L’invidia non è solo uno dei sette peccati capitali ma è stata anche descritta, in un saggio di Elena Pulcini, come “la passione triste”. Da dove viene questa definizione? Per comprenderla, ripassiamo per un momento quali sono i sette peccati, o vizi capitali per la dottrina cattolica:
Insieme all’accidia, l’invidia è tra i pochi “vizi” che non solo fa soffrire gli altri, ma anche chi prova questo tipo di sentimento. Ad esempio, l’iroso può prendere a pugni una persona che gli ha dato fastidio e non sentirsi in colpa; il superbo può pensare di essere il migliore di tutti e non soffre, almeno fino a che non è smentito; per non parlare del goloso e del lussurioso. L’invidioso invece soffre molto quando vede qualcun altro raggiungere un risultato che lui stesso ambirebbe e gode, ma comunque con un contorno di mestizia, solo quando vede il “rivale” fallire.
L’invidia quindi, secondo tutti e in particolare secondo la Chiesa, è proprio una brutta cosa. Ma può celare un lato positivo?
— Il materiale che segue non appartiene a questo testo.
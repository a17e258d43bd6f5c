//! Redis list-backed queue (durable, exclusive pop).
//!
//! Each logical queue is one Redis list:
//! - `add` → `RPUSH` of the JSON envelope
//! - `len` → `LLEN`
//! - `pop` → `LPOP`, which Redis executes atomically, so concurrent consumers in
//!   different processes never receive the same message
//!
//! Durability is whatever the Redis server is configured for (AOF/RDB).

use std::marker::PhantomData;
use std::sync::Arc;
use std::time::Duration;

use serde::Serialize;
use serde::de::DeserializeOwned;
use tracing::instrument;

use catalog_core::MessageId;
use catalog_events::{Envelope, MessageQueue, QueueError};

/// Default key prefix for queue lists
const DEFAULT_KEY_PREFIX: &str = "catalog:queue";

#[derive(Debug)]
pub struct RedisListQueue<M> {
    client: Arc<redis::Client>,
    key: String,
    timeout: Duration,
    _message: PhantomData<fn() -> M>,
}

impl<M> Clone for RedisListQueue<M> {
    fn clone(&self) -> Self {
        Self {
            client: self.client.clone(),
            key: self.key.clone(),
            timeout: self.timeout,
            _message: PhantomData,
        }
    }
}

impl<M> RedisListQueue<M> {
    /// Create a queue handle.
    ///
    /// # Arguments
    ///
    /// * `redis_url` - Redis connection URL (e.g., "redis://localhost:6379")
    /// * `queue_name` - logical queue name; the list key is `catalog:queue:<name>`
    /// * `timeout` - connect/read/write timeout for every call
    pub fn new(
        redis_url: impl AsRef<str>,
        queue_name: &str,
        timeout: Duration,
    ) -> Result<Self, QueueError> {
        let client = redis::Client::open(redis_url.as_ref())
            .map_err(|e| QueueError::Unavailable(format!("invalid redis url: {e}")))?;

        Ok(Self {
            client: Arc::new(client),
            key: format!("{DEFAULT_KEY_PREFIX}:{queue_name}"),
            timeout,
            _message: PhantomData,
        })
    }

    /// Another logical queue on the same server.
    pub fn sibling<N>(&self, queue_name: &str) -> RedisListQueue<N> {
        RedisListQueue {
            client: self.client.clone(),
            key: format!("{DEFAULT_KEY_PREFIX}:{queue_name}"),
            timeout: self.timeout,
            _message: PhantomData,
        }
    }

    pub fn key(&self) -> &str {
        &self.key
    }

    fn connection(&self) -> Result<redis::Connection, QueueError> {
        let conn = self
            .client
            .get_connection_with_timeout(self.timeout)
            .map_err(|e| QueueError::Unavailable(e.to_string()))?;
        conn.set_read_timeout(Some(self.timeout))
            .and_then(|_| conn.set_write_timeout(Some(self.timeout)))
            .map_err(|e| QueueError::Unavailable(e.to_string()))?;
        Ok(conn)
    }
}

impl<M> MessageQueue<M> for RedisListQueue<M>
where
    M: Serialize + DeserializeOwned,
{
    #[instrument(skip(self, message), fields(key = %self.key), err)]
    fn add(&self, message: M) -> Result<MessageId, QueueError> {
        let envelope = Envelope::wrap(message);
        let payload = serde_json::to_string(&envelope)
            .map_err(|e| QueueError::Enqueue(format!("message serialization failed: {e}")))?;

        let mut conn = self.connection()?;
        let _: i64 = redis::cmd("RPUSH")
            .arg(&self.key)
            .arg(payload)
            .query(&mut conn)
            .map_err(push_error)?;

        Ok(envelope.message_id())
    }

    fn len(&self) -> Result<usize, QueueError> {
        let mut conn = self.connection()?;
        redis::cmd("LLEN")
            .arg(&self.key)
            .query(&mut conn)
            .map_err(|e| QueueError::Unavailable(e.to_string()))
    }

    fn pop(&self) -> Result<Option<Envelope<M>>, QueueError> {
        let mut conn = self.connection()?;
        let raw: Option<String> = redis::cmd("LPOP")
            .arg(&self.key)
            .query(&mut conn)
            .map_err(|e| QueueError::Unavailable(e.to_string()))?;

        raw.map(|payload| {
            serde_json::from_str(&payload).map_err(|e| QueueError::Decode {
                message_id: None,
                reason: e.to_string(),
            })
        })
        .transpose()
    }
}

/// Lost connections and timeouts mean the server is unavailable; an error reply
/// (wrong key type, out of memory) is a rejection of this push.
fn push_error(e: redis::RedisError) -> QueueError {
    if e.is_io_error() || e.is_timeout() || e.is_connection_dropped() || e.is_connection_refusal() {
        QueueError::Unavailable(e.to_string())
    } else {
        QueueError::Enqueue(e.to_string())
    }
}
Gli scienziati se lo sono chiesti e hanno stabilito che sì, l’invidia può avere una funzione evolutiva.
Secondo i ricercatori della Texas Christian University di Fort Worth e dell'Università di Austin (Usa), che hanno lavorato insieme a uno studio sull’invidia, questo sentimento potrebbe essere utile per rafforzare la memoria episodica e anche la capacità di elaborare soluzioni (immaginazione).
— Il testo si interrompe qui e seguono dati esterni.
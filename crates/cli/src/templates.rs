//! File-based templates: one projector per template file, plus the handler
//! that writes rendered output.

use std::path::{Component, Path, PathBuf};

use serde_json::json;
use thiserror::Error;
use tracing::info;

use catalog_events::{
    ARTIFACT_UPDATE_REQUESTED, Command, CommandError, CommandHandler, DomainEvent,
    ProjectionError, Projector,
};

pub const WRITE_FILE: &str = "write-file";

const PAYLOAD_PLACEHOLDER: &str = "{{payload}}";
const DATA_VERSION_PLACEHOLDER: &str = "{{data_version}}";

#[derive(Debug, Error)]
pub enum TemplateError {
    #[error("cannot read template directory {}: {source}", .path.display())]
    Directory {
        path: PathBuf,
        #[source]
        source: std::io::Error,
    },
}

/// Projects an artifact request by rendering one template file.
///
/// The template is read at projection time, so edits are picked up without a
/// restart. `{{payload}}` and `{{data_version}}` are substituted.
#[derive(Debug, Clone)]
pub struct TemplateProjector {
    code: String,
    source: PathBuf,
}

impl TemplateProjector {
    pub fn new(code: impl Into<String>, source: impl Into<PathBuf>) -> Self {
        Self {
            code: code.into(),
            source: source.into(),
        }
    }

    fn output_name(&self) -> String {
        self.source
            .file_name()
            .map(|n| n.to_string_lossy().into_owned())
            .unwrap_or_else(|| self.code.clone())
    }
}

impl Projector for TemplateProjector {
    fn code(&self) -> &str {
        &self.code
    }

    fn event_type(&self) -> &str {
        ARTIFACT_UPDATE_REQUESTED
    }

    fn project(&self, event: &DomainEvent) -> Result<Vec<Command>, ProjectionError> {
        let template = std::fs::read_to_string(&self.source).map_err(|e| {
            ProjectionError::failed(format!("cannot read template {}: {e}", self.source.display()))
        })?;
        let contents = template
            .replace(PAYLOAD_PLACEHOLDER, event.payload())
            .replace(DATA_VERSION_PLACEHOLDER, event.data_version().as_str());

        Ok(vec![Command::new(
            WRITE_FILE,
            json!({
                "file": self.output_name(),
                "contents": contents,
                "data_version": event.data_version().as_str(),
            }),
        )])
    }
}

/// One projector per regular file in `dir`, sorted by code.
pub fn discover(dir: &Path) -> Result<Vec<TemplateProjector>, TemplateError> {
    let entries = std::fs::read_dir(dir).map_err(|source| TemplateError::Directory {
        path: dir.to_path_buf(),
        source,
    })?;

    let mut projectors = Vec::new();
    for entry in entries {
        let entry = entry.map_err(|source| TemplateError::Directory {
            path: dir.to_path_buf(),
            source,
        })?;
        let path = entry.path();
        if !path.is_file() {
            continue;
        }
        let Some(code) = path.file_stem().and_then(|s| s.to_str()) else {
            continue;
        };
        if code.is_empty() || code.starts_with('.') {
            continue;
        }
        projectors.push(TemplateProjector::new(code, &path));
    }

    projectors.sort_by(|a, b| a.code.cmp(&b.code));
    Ok(projectors)
}

/// Writes `write-file` commands below a fixed output directory.
#[derive(Debug, Clone)]
pub struct WriteFileHandler {
    output_dir: PathBuf,
}

impl WriteFileHandler {
    pub fn new(output_dir: impl Into<PathBuf>) -> Self {
        Self {
            output_dir: output_dir.into(),
        }
    }

    fn resolve(&self, file: &str) -> Result<PathBuf, CommandError> {
        let relative = Path::new(file);
        let escapes = relative.as_os_str().is_empty()
            || relative
                .components()
                .any(|c| !matches!(c, Component::Normal(_)));
        if escapes {
            return Err(CommandError::invalid_parameters(format!(
                "file \"{file}\" must be a relative path inside the output directory"
            )));
        }
        Ok(self.output_dir.join(relative))
    }
}

impl CommandHandler for WriteFileHandler {
    fn command_type(&self) -> &str {
        WRITE_FILE
    }

    fn handle(&self, command: &Command) -> Result<(), CommandError> {
        let params = command.parameters();
        let field = |name: &str| {
            params
                .get(name)
                .and_then(|v| v.as_str())
                .ok_or_else(|| CommandError::invalid_parameters(format!("missing string field \"{name}\"")))
        };
        let file = field("file")?;
        let contents = field("contents")?;
        let data_version = field("data_version")?;

        let target = self.resolve(file)?;
        if let Some(parent) = target.parent() {
            std::fs::create_dir_all(parent)
                .map_err(|e| CommandError::failed(format!("cannot create {}: {e}", parent.display())))?;
        }
        std::fs::write(&target, contents)
            .map_err(|e| CommandError::failed(format!("cannot write {}: {e}", target.display())))?;

        info!(path = %target.display(), data_version, "artifact written");
        Ok(())
    }
}

#[cfg(test)]
mod tests {
    use super::*;

    fn event(code: &str, payload: &str) -> DomainEvent {
        DomainEvent::artifact_update_requested(
            code,
            payload,
            "1700000000".parse().unwrap(),
        )
    }

    #[test]
    fn discovers_one_projector_per_file() {
        let dir = tempfile::tempdir().unwrap();
        std::fs::write(dir.path().join("header.html"), "<h1/>").unwrap();
        std::fs::write(dir.path().join("footer.html"), "<footer/>").unwrap();
        std::fs::write(dir.path().join(".hidden"), "").unwrap();
        std::fs::create_dir(dir.path().join("partials")).unwrap();

        let codes: Vec<String> = discover(dir.path())
            .unwrap()
            .iter()
            .map(|p| p.code().to_string())
            .collect();
        assert_eq!(codes, vec!["footer", "header"]);
    }

    #[test]
    fn missing_directory_is_an_error() {
        let dir = tempfile::tempdir().unwrap();
        assert!(discover(&dir.path().join("absent")).is_err());
    }

    #[test]
    fn projection_renders_placeholders_into_one_write_command() {
        let dir = tempfile::tempdir().unwrap();
        let source = dir.path().join("header.html");
        std::fs::write(&source, "<h1>{{payload}}</h1><!-- {{data_version}} -->").unwrap();

        let commands = TemplateProjector::new("header", &source)
            .project(&event("header", "Catalog"))
            .unwrap();

        assert_eq!(commands.len(), 1);
        assert_eq!(commands[0].command_type(), WRITE_FILE);
        assert_eq!(
            commands[0].parameters(),
            &json!({
                "file": "header.html",
                "contents": "<h1>Catalog</h1><!-- 1700000000 -->",
                "data_version": "1700000000",
            })
        );
    }

    #[test]
    fn projection_fails_when_the_template_is_gone() {
        let dir = tempfile::tempdir().unwrap();
        let err = TemplateProjector::new("header", dir.path().join("header.html"))
            .project(&event("header", ""))
            .unwrap_err();
        assert!(matches!(err, ProjectionError::Failed(_)));
    }

    #[test]
    fn write_file_writes_below_the_output_dir() {
        let dir = tempfile::tempdir().unwrap();
        let handler = WriteFileHandler::new(dir.path());

        handler
            .handle(&Command::new(
                WRITE_FILE,
                json!({"file": "nested/header.html", "contents": "hi", "data_version": "1"}),
            ))
            .unwrap();

        let written = std::fs::read_to_string(dir.path().join("nested/header.html")).unwrap();
        assert_eq!(written, "hi");
    }

    #[test]
    fn write_file_rejects_paths_outside_the_output_dir() {
        let dir = tempfile::tempdir().unwrap();
        let handler = WriteFileHandler::new(dir.path().join("out"));

        for file in ["../escape.html", "/etc/passwd", ""] {
            let err = handler
                .handle(&Command::new(
                    WRITE_FILE,
                    json!({"file": file, "contents": "x", "data_version": "1"}),
                ))
                .unwrap_err();
            assert!(matches!(err, CommandError::InvalidParameters(_)), "{file}");
        }
        assert!(!dir.path().join("escape.html").exists());
    }

    #[test]
    fn write_file_requires_every_field() {
        let dir = tempfile::tempdir().unwrap();
        let err = WriteFileHandler::new(dir.path())
            .handle(&Command::new(WRITE_FILE, json!({"file": "a.html"})))
            .unwrap_err();
        assert!(matches!(err, CommandError::InvalidParameters(_)));
    }
}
Invidia è una parola che deriva dal latino invidere, ossia “guardare male” e le ricerche fatte dagli scienziati americani hanno dimostrato che è vero. I partecipanti coinvolti negli studi hanno dimostrato di ricordare molto meglio dati personali, particolari, nomi e facce di persone che erano state presentate loro come particolarmente invidiabili, perché ricche o di successo. In effetti, il meccanismo dell’invidia consiste in un continuo paragonare sé agli altri, nella speranza ovviamente di risultare migliori.
Quindi piccole dosi d’invidia, sentimento che peraltro è del tutto naturale, aiuterebbero ciascuno di noi a immagazzinare meglio le informazioni che vengono dal mondo circostante. Guardare qualcosa che ci interessa personalmente (anche spinti dall’invidia, ossia da un nascosto desiderio di primeggiare) è un gesto più potente che guardare qualcosa dotato di poco significato per noi.
Questo processo continuo di immagazzinamento delle informazioni avrebbe anche il risultato positivo di renderci più intelligenti, più capaci non solo di fare paragoni ma anche di immaginare soluzioni. Come arrivare a superare la persona oggetto della nostra invidia? Quali passi compiere? Ecco che la “passione triste” può trasformarsi paradossalmente in una spinta a fare meglio.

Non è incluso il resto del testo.